What needs to be done
Find the line holding "String, n_arg: usize" in the entries below. Give it again exactly, along with every line after it up to and including the line holding "use crate::types::Geometry;".

The data
BEGIN
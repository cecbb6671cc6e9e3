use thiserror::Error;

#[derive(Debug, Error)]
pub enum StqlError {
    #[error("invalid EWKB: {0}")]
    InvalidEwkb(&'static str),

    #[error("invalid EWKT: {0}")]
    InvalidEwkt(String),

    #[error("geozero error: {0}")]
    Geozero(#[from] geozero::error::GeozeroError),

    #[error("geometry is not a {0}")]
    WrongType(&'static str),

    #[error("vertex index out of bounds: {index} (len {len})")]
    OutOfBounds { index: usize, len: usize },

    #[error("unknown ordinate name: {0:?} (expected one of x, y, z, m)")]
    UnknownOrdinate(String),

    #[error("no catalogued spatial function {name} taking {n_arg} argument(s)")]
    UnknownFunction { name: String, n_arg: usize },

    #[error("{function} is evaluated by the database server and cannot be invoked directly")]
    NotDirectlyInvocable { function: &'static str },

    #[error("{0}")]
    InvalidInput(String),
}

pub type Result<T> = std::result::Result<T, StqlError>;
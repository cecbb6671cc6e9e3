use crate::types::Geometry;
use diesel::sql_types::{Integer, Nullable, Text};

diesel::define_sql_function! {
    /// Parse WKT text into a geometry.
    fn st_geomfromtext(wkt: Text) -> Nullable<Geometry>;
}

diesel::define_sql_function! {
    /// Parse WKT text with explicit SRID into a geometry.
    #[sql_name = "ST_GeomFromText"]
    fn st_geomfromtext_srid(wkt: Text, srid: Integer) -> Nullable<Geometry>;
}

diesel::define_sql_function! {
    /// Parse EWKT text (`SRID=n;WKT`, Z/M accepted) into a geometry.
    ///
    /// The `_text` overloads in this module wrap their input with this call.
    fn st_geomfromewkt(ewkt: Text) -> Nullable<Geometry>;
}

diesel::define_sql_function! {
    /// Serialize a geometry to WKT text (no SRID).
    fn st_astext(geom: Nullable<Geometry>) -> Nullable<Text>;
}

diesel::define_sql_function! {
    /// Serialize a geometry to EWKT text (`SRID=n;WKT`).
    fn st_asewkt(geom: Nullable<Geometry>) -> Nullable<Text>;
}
END
Response area
    UnknownFunction { name: String, n_arg: usize },

    #[error("{function} is evaluated by the database server and cannot be invoked directly")]
    NotDirectlyInvocable { function: &'static str },

    #[error("{0}")]
    InvalidInput(String),
}

pub type Result<T> = std::result::Result<T, StqlError>;
repository cecbb6671cc6e9e3
use crate::types::Geometry;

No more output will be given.